Goal of the exercise: In the data below, find each line carrying the string "struct" and copy it out.

** Material for the task follows **

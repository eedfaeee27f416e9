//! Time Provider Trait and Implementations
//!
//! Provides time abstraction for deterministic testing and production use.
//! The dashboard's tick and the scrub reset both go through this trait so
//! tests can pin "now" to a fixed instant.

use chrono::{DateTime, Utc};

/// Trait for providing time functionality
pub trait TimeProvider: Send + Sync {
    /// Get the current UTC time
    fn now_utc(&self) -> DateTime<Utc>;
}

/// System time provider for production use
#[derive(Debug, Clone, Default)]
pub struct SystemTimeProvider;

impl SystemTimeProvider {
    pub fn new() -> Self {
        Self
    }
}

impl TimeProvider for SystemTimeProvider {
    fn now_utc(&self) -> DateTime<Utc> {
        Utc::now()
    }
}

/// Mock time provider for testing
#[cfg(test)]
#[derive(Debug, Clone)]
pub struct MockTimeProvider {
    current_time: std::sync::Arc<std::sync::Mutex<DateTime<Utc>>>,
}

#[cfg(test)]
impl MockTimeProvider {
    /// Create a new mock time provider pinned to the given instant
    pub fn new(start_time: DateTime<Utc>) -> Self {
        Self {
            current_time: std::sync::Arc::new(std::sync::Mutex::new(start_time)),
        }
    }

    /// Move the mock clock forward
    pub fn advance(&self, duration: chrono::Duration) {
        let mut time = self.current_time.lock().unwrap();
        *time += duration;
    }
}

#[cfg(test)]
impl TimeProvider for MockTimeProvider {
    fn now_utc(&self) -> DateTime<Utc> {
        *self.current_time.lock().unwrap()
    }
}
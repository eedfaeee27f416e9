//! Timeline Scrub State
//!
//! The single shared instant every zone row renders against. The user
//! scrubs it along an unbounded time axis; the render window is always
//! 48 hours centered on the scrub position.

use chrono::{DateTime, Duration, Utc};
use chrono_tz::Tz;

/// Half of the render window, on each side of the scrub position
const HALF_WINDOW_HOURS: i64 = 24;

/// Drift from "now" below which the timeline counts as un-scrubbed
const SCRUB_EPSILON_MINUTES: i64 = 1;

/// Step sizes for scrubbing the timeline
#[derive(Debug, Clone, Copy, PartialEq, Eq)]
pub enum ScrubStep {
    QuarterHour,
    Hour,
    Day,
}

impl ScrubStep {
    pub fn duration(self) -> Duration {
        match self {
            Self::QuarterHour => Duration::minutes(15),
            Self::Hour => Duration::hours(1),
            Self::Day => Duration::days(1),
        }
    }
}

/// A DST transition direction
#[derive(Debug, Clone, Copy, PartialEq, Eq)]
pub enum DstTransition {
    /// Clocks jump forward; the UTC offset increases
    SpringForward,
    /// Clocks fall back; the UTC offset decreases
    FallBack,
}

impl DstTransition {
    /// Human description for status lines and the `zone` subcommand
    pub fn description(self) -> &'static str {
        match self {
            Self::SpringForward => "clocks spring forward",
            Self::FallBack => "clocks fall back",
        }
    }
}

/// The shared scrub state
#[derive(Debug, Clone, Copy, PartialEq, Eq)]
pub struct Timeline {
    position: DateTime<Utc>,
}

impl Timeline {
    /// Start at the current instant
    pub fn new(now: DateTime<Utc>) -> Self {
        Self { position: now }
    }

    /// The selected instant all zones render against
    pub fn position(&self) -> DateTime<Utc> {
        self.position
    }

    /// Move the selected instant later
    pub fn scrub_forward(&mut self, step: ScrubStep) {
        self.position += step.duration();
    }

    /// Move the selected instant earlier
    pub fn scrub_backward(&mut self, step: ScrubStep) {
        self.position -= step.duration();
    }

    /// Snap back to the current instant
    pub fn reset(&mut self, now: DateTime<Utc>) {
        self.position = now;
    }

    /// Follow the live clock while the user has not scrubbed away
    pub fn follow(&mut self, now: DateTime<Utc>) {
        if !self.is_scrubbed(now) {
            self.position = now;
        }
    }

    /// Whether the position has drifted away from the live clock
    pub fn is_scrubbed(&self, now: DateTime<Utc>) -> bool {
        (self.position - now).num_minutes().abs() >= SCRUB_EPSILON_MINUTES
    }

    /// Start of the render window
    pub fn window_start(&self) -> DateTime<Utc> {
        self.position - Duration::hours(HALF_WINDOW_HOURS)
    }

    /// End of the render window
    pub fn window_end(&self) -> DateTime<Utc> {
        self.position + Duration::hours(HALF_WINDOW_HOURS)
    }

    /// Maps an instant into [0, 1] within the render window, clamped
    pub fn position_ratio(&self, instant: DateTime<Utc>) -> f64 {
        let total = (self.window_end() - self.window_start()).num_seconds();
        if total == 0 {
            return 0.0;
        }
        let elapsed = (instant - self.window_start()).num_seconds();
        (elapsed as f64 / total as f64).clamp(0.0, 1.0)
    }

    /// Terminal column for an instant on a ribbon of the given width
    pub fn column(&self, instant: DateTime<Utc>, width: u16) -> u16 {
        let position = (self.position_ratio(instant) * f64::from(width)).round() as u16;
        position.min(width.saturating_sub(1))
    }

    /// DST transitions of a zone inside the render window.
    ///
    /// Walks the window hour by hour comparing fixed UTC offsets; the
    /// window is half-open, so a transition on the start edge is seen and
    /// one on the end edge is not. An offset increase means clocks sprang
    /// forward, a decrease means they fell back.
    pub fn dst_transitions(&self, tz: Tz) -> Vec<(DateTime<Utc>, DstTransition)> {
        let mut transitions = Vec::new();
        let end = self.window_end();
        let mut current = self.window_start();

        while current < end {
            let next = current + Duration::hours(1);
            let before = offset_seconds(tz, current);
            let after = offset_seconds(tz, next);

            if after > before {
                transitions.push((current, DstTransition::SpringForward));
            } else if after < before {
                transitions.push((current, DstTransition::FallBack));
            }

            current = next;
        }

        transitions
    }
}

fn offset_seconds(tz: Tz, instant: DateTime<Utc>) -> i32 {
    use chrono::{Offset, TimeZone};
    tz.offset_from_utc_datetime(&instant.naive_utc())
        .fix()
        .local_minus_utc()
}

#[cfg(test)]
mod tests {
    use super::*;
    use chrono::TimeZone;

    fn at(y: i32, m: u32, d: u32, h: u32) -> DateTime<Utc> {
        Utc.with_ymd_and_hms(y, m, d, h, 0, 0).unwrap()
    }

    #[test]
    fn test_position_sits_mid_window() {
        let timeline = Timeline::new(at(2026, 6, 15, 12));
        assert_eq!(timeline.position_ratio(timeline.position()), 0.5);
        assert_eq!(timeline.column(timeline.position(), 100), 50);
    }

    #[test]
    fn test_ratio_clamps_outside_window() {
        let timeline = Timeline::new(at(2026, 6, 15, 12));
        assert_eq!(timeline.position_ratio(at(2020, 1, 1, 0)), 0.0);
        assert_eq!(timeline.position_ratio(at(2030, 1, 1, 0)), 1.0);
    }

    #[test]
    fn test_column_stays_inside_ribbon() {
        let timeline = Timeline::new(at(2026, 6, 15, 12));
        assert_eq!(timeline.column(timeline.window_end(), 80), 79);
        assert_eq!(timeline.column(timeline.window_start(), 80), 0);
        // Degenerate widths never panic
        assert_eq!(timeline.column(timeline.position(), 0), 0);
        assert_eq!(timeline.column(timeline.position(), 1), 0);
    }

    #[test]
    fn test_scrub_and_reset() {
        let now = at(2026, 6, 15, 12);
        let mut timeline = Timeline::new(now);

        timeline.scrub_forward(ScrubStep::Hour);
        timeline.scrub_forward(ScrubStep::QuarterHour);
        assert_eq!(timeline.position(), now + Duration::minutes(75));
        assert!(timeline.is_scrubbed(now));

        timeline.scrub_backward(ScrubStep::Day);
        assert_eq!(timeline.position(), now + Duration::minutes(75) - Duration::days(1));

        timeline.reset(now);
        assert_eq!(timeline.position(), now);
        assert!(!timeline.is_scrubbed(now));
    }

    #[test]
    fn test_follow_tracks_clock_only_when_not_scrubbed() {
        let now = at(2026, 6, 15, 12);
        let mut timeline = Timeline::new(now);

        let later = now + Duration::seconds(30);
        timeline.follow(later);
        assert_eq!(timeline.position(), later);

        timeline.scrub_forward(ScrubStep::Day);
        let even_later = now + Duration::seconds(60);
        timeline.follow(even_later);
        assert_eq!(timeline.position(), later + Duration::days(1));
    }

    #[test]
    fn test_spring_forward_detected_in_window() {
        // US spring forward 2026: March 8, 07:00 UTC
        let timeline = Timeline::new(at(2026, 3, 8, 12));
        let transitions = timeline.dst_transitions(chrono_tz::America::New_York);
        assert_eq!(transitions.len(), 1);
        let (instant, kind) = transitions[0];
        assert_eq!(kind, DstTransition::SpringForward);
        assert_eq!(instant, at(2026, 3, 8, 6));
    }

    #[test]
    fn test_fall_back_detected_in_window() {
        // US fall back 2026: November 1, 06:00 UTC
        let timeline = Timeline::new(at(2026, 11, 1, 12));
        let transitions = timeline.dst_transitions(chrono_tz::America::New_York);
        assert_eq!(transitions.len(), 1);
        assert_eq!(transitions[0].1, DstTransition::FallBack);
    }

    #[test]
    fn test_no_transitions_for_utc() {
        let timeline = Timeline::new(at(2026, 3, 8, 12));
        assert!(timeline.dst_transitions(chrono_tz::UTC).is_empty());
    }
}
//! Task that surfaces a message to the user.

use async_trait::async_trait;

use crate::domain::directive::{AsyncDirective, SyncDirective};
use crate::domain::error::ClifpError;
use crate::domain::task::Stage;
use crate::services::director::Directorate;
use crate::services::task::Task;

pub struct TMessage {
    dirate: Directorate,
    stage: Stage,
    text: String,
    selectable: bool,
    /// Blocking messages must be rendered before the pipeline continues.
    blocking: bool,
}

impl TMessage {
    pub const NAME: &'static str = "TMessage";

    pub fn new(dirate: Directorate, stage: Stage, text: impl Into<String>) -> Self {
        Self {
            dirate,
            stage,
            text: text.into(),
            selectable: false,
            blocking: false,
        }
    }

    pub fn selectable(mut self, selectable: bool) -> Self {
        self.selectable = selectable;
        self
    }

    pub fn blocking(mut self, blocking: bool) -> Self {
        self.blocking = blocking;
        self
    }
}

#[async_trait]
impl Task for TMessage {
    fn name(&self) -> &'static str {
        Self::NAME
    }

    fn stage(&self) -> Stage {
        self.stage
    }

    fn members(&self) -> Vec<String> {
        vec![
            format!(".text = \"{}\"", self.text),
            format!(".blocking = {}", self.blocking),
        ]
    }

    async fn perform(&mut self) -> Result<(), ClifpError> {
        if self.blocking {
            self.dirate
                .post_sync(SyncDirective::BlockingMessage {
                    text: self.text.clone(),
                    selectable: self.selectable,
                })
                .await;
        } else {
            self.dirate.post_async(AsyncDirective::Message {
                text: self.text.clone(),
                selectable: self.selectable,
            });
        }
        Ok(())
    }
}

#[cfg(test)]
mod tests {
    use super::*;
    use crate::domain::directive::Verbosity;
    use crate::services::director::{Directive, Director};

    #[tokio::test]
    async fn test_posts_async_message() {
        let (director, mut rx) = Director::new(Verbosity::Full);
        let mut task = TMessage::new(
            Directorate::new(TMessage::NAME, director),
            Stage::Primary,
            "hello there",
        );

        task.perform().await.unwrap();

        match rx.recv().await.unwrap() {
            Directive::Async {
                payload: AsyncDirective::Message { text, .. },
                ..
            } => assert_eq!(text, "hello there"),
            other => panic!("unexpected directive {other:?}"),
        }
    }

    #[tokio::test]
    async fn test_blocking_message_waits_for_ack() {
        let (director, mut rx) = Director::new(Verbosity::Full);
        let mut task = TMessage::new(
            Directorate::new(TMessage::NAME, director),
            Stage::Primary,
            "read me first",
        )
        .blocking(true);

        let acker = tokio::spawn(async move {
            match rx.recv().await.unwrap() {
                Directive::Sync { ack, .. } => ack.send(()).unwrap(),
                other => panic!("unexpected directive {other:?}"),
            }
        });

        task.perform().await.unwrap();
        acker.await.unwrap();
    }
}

** End of Material for the task **

Solution to this problem:
pub struct SystemTimeProvider;
pub struct MockTimeProvider {
pub struct Timeline {
pub struct TMessage {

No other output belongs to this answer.